O R D E R AND NOW, this 22nd day of November, 2024, upon consideration of Defendant’s Motion for Summary Judgment (Doc. No. 13) filed in the above-captioned matter on May 10, 2024, IT IS HEREBY ORDERED that said Motion is DENIED. AND, further, upon consideration of Plaintiff’s Motion for Summary Judgment (Doc. No. 10) filed in the above-captioned matter on April 25, 2024, IT IS HEREBY ORDERED that said Motion is GRANTED IN PART and DENIED IN PART. Specifically, Plaintiff’s Motion is granted to the extent that it seeks a remand to the Commissioner of Social Security (“Commissioner”) for further evaluation as set forth below and denied in all other respects. Accordingly, this matter is hereby remanded to the Commissioner for further evaluation under sentence four of 42 U.S.C. § 405(g) in light of this Order. I. Background Plaintiff Ashley Lynn Harper protectively filed a claim for disability insurance benefits under Subchapter II of the Social Security Act, 42 U.S.C. §§ 401 et seq., and a claim for supplemental security income benefits under Subchapter XVI of the Act, 42 U.S.C. §§ 1381 et seq., claiming that she became disabled on August 1, 2018 due to a variety of impairments, including narcolepsy, depression, anxiety, attention deficit hyperactivity disorder, and post- traumatic stress disorder. (R. 17, 232-33, 255). After being denied initially on January 18, 2022, and upon reconsideration on July 11, 2022, Plaintiff sought a hearing before an Administrative Law Judge (“ALJ”). (R. 139-48, 156-63).
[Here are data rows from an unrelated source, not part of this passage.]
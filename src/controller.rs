// Copyright (C) 2026 Michael Wilson <mike@mdwn.dev>
//
// This program is free software: you can redistribute it and/or modify it under
// the terms of the GNU General Public License as published by the Free Software
// Foundation, version 3.
//
// This program is distributed in the hope that it will be useful, but WITHOUT
// ANY WARRANTY; without even the implied warranty of MERCHANTABILITY or FITNESS
// FOR A PARTICULAR PURPOSE. See the GNU General Public License for more details.
//
// You should have received a copy of the GNU General Public License along with
// this program. If not, see <https://www.gnu.org/licenses/>.
//
use std::collections::HashSet;
use std::io;
use std::sync::Arc;

use tokio::sync::mpsc::{self, Sender};
use tokio::task::{JoinError, JoinHandle};
use tracing::{debug, error, info, span, Level};

use crate::player::Player;

pub mod keyboard;

/// Controller events that trigger behavior in the player.
#[derive(Clone, Debug, PartialEq)]
pub enum Event {
    /// A key was pressed. Carries the key token, e.g. `KeyQ`.
    KeyDown(String),

    /// A key was released.
    KeyUp(String),

    /// Plays the message sent sound.
    SendMessage,

    /// Suspends the audio output.
    Suspend,

    /// Resumes the audio output.
    Resume,

    /// Decodes evicted sound pack audio again.
    Reload,

    /// Selects the sound pack with the given id.
    Select(String),

    /// Removes the sound pack with the given id.
    Remove(String),

    /// Logs the registered sound packs.
    List,
}

pub trait Driver: Send + Sync + 'static {
    fn monitor_events(&self, events_tx: Sender<Event>) -> JoinHandle<Result<(), io::Error>>;
}

/// Drops ignored keys and auto-repeated key downs.
struct KeyFilter {
    ignored: HashSet<String>,
    held: HashSet<String>,
}

impl KeyFilter {
    fn new(ignored: &[String]) -> KeyFilter {
        KeyFilter {
            ignored: ignored.iter().cloned().collect(),
            held: HashSet::new(),
        }
    }

    /// Returns true if the key down should make a sound.
    fn key_down(&mut self, token: &str) -> bool {
        !self.ignored.contains(token) && self.held.insert(token.to_string())
    }

    /// Returns true if the key up should make a sound.
    fn key_up(&mut self, token: &str) -> bool {
        self.held.remove(token);
        !self.ignored.contains(token)
    }
}

/// Routes driver events to the player.
pub struct Controller {
    handle: JoinHandle<()>,
}

impl Controller {
    /// Creates a new controller with the given driver. Key events for the
    /// ignored tokens never reach the player.
    pub fn new(
        player: Arc<Player>,
        driver: Arc<dyn Driver>,
        ignored_keys: &[String],
    ) -> Controller {
        let keys = KeyFilter::new(ignored_keys);
        Controller {
            handle: tokio::spawn(
                async move { Controller::trigger_events(player, driver, keys).await },
            ),
        }
    }

    /// Join will block until the controller finishes.
    pub async fn join(&mut self) -> Result<(), JoinError> {
        (&mut self.handle).await
    }

    /// Triggers player events by watching the driver and getting events from it.
    async fn trigger_events(player: Arc<Player>, driver: Arc<dyn Driver>, mut keys: KeyFilter) {
        let span = span!(Level::INFO, "controller");
        let _enter = span.enter();

        let (events_tx, mut events_rx) = mpsc::channel(64);
        let join_handle = driver.monitor_events(events_tx);

        info!(
            sound_pack = player.current_sound_pack_id(),
            "Controller started."
        );

        while let Some(event) = events_rx.recv().await {
            match event {
                Event::KeyDown(token) => {
                    if keys.key_down(&token) {
                        let outcome = player.key_down(&token);
                        debug!(token, outcome = ?outcome, "Key down");
                    }
                }
                Event::KeyUp(token) => {
                    if keys.key_up(&token) {
                        let outcome = player.key_up(&token);
                        debug!(token, outcome = ?outcome, "Key up");
                    }
                }
                Event::SendMessage => {
                    let outcome = player.play_message_sound();
                    debug!(outcome = ?outcome, "Message sent");
                }
                Event::Suspend => {
                    let suspended = player.suspend();
                    info!(suspended, "Suspend requested.");
                }
                Event::Resume => {
                    let pending = player.resume().is_some();
                    info!(pending, "Resume requested.");
                }
                Event::Reload => {
                    let player = player.clone();
                    match tokio::task::spawn_blocking(move || player.reload_audio_buffers()).await
                    {
                        Ok(restored) => info!(restored, "Reload finished."),
                        Err(e) => error!(err = %e, "Error waiting for reload"),
                    }
                }
                Event::Select(id) => {
                    if let Err(e) = player.select_sound_pack(&id) {
                        error!(id, err = %e, "Unable to select sound pack");
                    }
                }
                Event::Remove(id) => {
                    if let Err(e) = player.remove_sound_pack(&id) {
                        error!(id, err = %e, "Unable to remove sound pack");
                    }
                }
                Event::List => {
                    for pack in player.sound_packs() {
                        info!(
                            id = pack.id,
                            name = pack.name,
                            keys = pack.keys,
                            selected = pack.selected,
                            decoded = pack.decoded,
                            "Sound pack"
                        );
                    }
                }
            }
        }

        info!("Controller closing.");
        match join_handle.await {
            Ok(Ok(())) => {}
            Ok(Err(e)) => error!(err = %e, "Event monitor failed"),
            Err(e) => error!(err = %e, "Error waiting for event monitor to stop"),
        }
    }
}
// Copyright (C) 2026 Michael Wilson <mike@mdwn.dev>
//
// This program is free software: you can redistribute it and/or modify it under
// the terms of the GNU General Public License as published by the Free Software
// Foundation, version 3.
//
// This program is distributed in the hope that it will be useful, but WITHOUT
// ANY WARRANTY; without even the implied warranty of MERCHANTABILITY or FITNESS
// FOR A PARTICULAR PURPOSE. See the GNU General Public License for more details.
//
// You should have received a copy of the GNU General Public License along with
// this program. If not, see <https://www.gnu.org/licenses/>.
//
use std::{
    fs, io,
    path::{Path, PathBuf},
    sync::Arc,
    time::{SystemTime, UNIX_EPOCH},
};

use crossbeam_channel::Receiver;
use parking_lot::RwLock;
use tracing::{debug, error, info, span, warn, Level, Span};

use crate::{
    audio::{self, AudioContextManager, ContextState, DecodeError, DecodedAudio},
    config::{
        clamp_volume, AppConfig, AudioSettings, ConfigError, PersistedPack, PersistedState,
        SettingsStore,
    },
    engine::{KeystrokePlaybackEngine, PlayOutcome},
    events::{AudioEvent, Observers},
    playsync::ResumeSignal,
    soundpack::{
        self, ActiveSoundPackSelection, AudioBufferCache, CacheError, ParseError, SoundPackConfig,
        SoundPacks, SourceLocator,
    },
};

/// Directory under the data directory where installed pack audio is kept.
const PACKS_DIR: &str = "packs";
/// Configuration file of the bundled pack.
const DEFAULT_PACK_CONFIG: &str = "config.json";
/// Audio file of the bundled pack when its configuration doesn't name one.
const DEFAULT_PACK_SOUND: &str = "sound.ogg";

/// Errors reported by the player.
#[derive(Debug, thiserror::Error)]
pub enum PlayerError {
    #[error(transparent)]
    Parse(#[from] ParseError),

    #[error(transparent)]
    Cache(#[from] CacheError),

    #[error(transparent)]
    Decode(#[from] DecodeError),

    #[error(transparent)]
    Config(#[from] ConfigError),

    #[error("{}: {source}", path.display())]
    Io { path: PathBuf, source: io::Error },

    #[error("no sound pack with id '{0}'")]
    UnknownSoundPack(String),
}

fn io_error(path: &Path) -> impl FnOnce(io::Error) -> PlayerError + '_ {
    move |source| PlayerError::Io {
        path: path.to_path_buf(),
        source,
    }
}

/// A sound pack as shown to users.
#[derive(Clone, Debug, PartialEq)]
pub struct SoundPackSummary {
    pub id: String,
    pub name: String,
    pub keys: usize,
    pub includes_numpad: bool,
    pub selected: bool,
    /// False while the pack's audio is evicted.
    pub decoded: bool,
}

/// The application context: owns the sound packs, the audio output, the
/// playback engine, and the persisted settings.
pub struct Player {
    context: AudioContextManager,
    packs: Arc<RwLock<SoundPacks>>,
    selection: ActiveSoundPackSelection,
    engine: KeystrokePlaybackEngine,
    settings: RwLock<AudioSettings>,
    store: SettingsStore,
    data_dir: PathBuf,
    message_sound: RwLock<Option<DecodedAudio>>,
    observers: Observers,
    /// The logging span.
    span: Span,
}
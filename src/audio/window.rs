// Copyright (C) 2026 Michael Wilson <mike@mdwn.dev>
//
// This program is free software: you can redistribute it and/or modify it under
// the terms of the GNU General Public License as published by the Free Software
// Foundation, version 3.
//
// This program is distributed in the hope that it will be useful, but WITHOUT
// ANY WARRANTY; without even the implied warranty of MERCHANTABILITY or FITNESS
// FOR A PARTICULAR PURPOSE. See the GNU General Public License for more details.
//
// You should have received a copy of the GNU General Public License along with
// this program. If not, see <https://www.gnu.org/licenses/>.
//

/// Length of the slice played when a key's timing can't be used.
pub const DEFAULT_SLICE_SECS: f64 = 0.1;

/// The portion of a decoded buffer a single playback covers, in seconds.
#[derive(Clone, Copy, Debug, PartialEq)]
pub struct PlaybackWindow {
    start_secs: f64,
    duration_secs: f64,
}

impl PlaybackWindow {
    /// Computes the window for a key slice against a buffer of the given length.
    ///
    /// The slice is clamped so it never runs past the end of the buffer. A slice
    /// that starts outside the buffer, or that has nothing left after clamping,
    /// plays the default slice from the start of the buffer instead.
    pub fn for_slice(start_ms: f64, duration_ms: f64, buffer_duration_secs: f64) -> PlaybackWindow {
        let start = start_ms / 1000.0;
        let duration = duration_ms / 1000.0;

        if start.is_finite() && duration.is_finite() && start >= 0.0 && start < buffer_duration_secs
        {
            let clamped = duration.min(buffer_duration_secs - start);
            if clamped > 0.0 {
                return PlaybackWindow {
                    start_secs: start,
                    duration_secs: clamped,
                };
            }
        }

        PlaybackWindow::fallback(buffer_duration_secs)
    }

    /// The default slice: the first 100ms of the buffer, or less for shorter buffers.
    pub fn fallback(buffer_duration_secs: f64) -> PlaybackWindow {
        PlaybackWindow {
            start_secs: 0.0,
            duration_secs: DEFAULT_SLICE_SECS.min(buffer_duration_secs.max(0.0)),
        }
    }

    /// The whole buffer.
    pub fn whole(buffer_duration_secs: f64) -> PlaybackWindow {
        PlaybackWindow {
            start_secs: 0.0,
            duration_secs: buffer_duration_secs.max(0.0),
        }
    }

    pub fn start_secs(&self) -> f64 {
        self.start_secs
    }

    pub fn duration_secs(&self) -> f64 {
        self.duration_secs
    }

    /// Converts the window into a `[start, end)` frame range at the given rate.
    pub fn frame_range(&self, sample_rate: u32, total_frames: usize) -> (usize, usize) {
        let start = ((self.start_secs * sample_rate as f64).round() as usize).min(total_frames);
        let end = (((self.start_secs + self.duration_secs) * sample_rate as f64).round() as usize)
            .clamp(start, total_frames);
        (start, end)
    }
}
After a hearing was held on December 8, 2022, ALJ

Douglas Cohen denied Plaintiff’s request for benefits in an unfavorable decision dated January 10, 2023. (R. 14-27). On October 26, 2023, the Appeals Council declined to review the ALJ’s decision. (R. 1-6). Plaintiff filed a timely appeal with this Court, and the parties have filed cross-motions for summary judgment. (Doc. Nos. 10, 13). II. Standard of Review Judicial review of the Commissioner’s final decisions on disability claims is based upon the pleadings and the transcript of the record, and the scope of that review is limited to determining whether the Commissioner applied the correct legal standards and whether the record, as a whole, contains substantial evidence to support the Commissioner’s findings of fact.

See 42 U.S.C. § 405(g); Matthews v. Apfel, 239 F.3d 589, 592 (3d Cir. 2001) (noting that “‘[t]he findings of the Commissioner of Social Security as to any fact, if supported by substantial evidence, shall be conclusive’”) (quoting § 405(g)) (emphasis in original); Schaudeck v. Comm’r of Soc. Sec. Admin., 181 F.3d 429, 431 (3d Cir. 1999) (stating that the court has plenary review of all legal issues, and reviews the ALJ’s findings of fact to determine whether they are supported by substantial evidence). The Court may not undertake a de novo review of the Commissioner’s decision or re-weigh the evidence. Monsour Medical Center v. Heckler, 806 F.2d 1185, 1190-91 (3d Cir. 1986). If the district court finds the Commissioner’s findings of fact are supported by substantial evidence then it must uphold the Commissioner’s final decision. See Rutherford v. Barnhart, 399 F.3d 546, 552 (3d Cir. 2005). The Court may not set aside a decision that is supported by substantial evidence “even if [it] would have decided the factual inquiry differently.” Hartranft v. Apfel, 181 F.3d 358, 360 (3d Cir. 1999) (citing § 405(g)); Monsour, 806 F.2d at 1190-91. “Substantial evidence” is defined as “more than a mere scintilla.” Plummer v. Apfel, 186

F.3d 422, 427 (3d Cir. 1999) (quoting Ventura v. Shalala, 55 F.3d 900, 901 (3d Cir. 1995)). It means “such relevant evidence as a reasonable mind might accept as adequate to support a conclusion.” Id.; Biestek v. Berryhill, 139 S. Ct. 1148, 1154 (2019). However, a “single piece of evidence will not satisfy the substantiality test if the [Commissioner] ignores, or fails to resolve, a conflict created by countervailing evidence.” Morales v. Apfel, 225 F.3d 310, 317 (3d Cir. 2000) (quoting Kent v. Schweiker, 710 F.2d 110, 114 (3d Cir. 1983)). “Nor is evidence substantial if it is overwhelmed by other evidence – particularly certain types of evidence (e.g., that offered by treating physicians) – or if it really constitutes not evidence but mere conclusion.” Id. (internal quotations omitted). To facilitate the district court’s review, an ALJ’s findings must “be accompanied by a clear and satisfactory explication of the basis on which [they] rest[].”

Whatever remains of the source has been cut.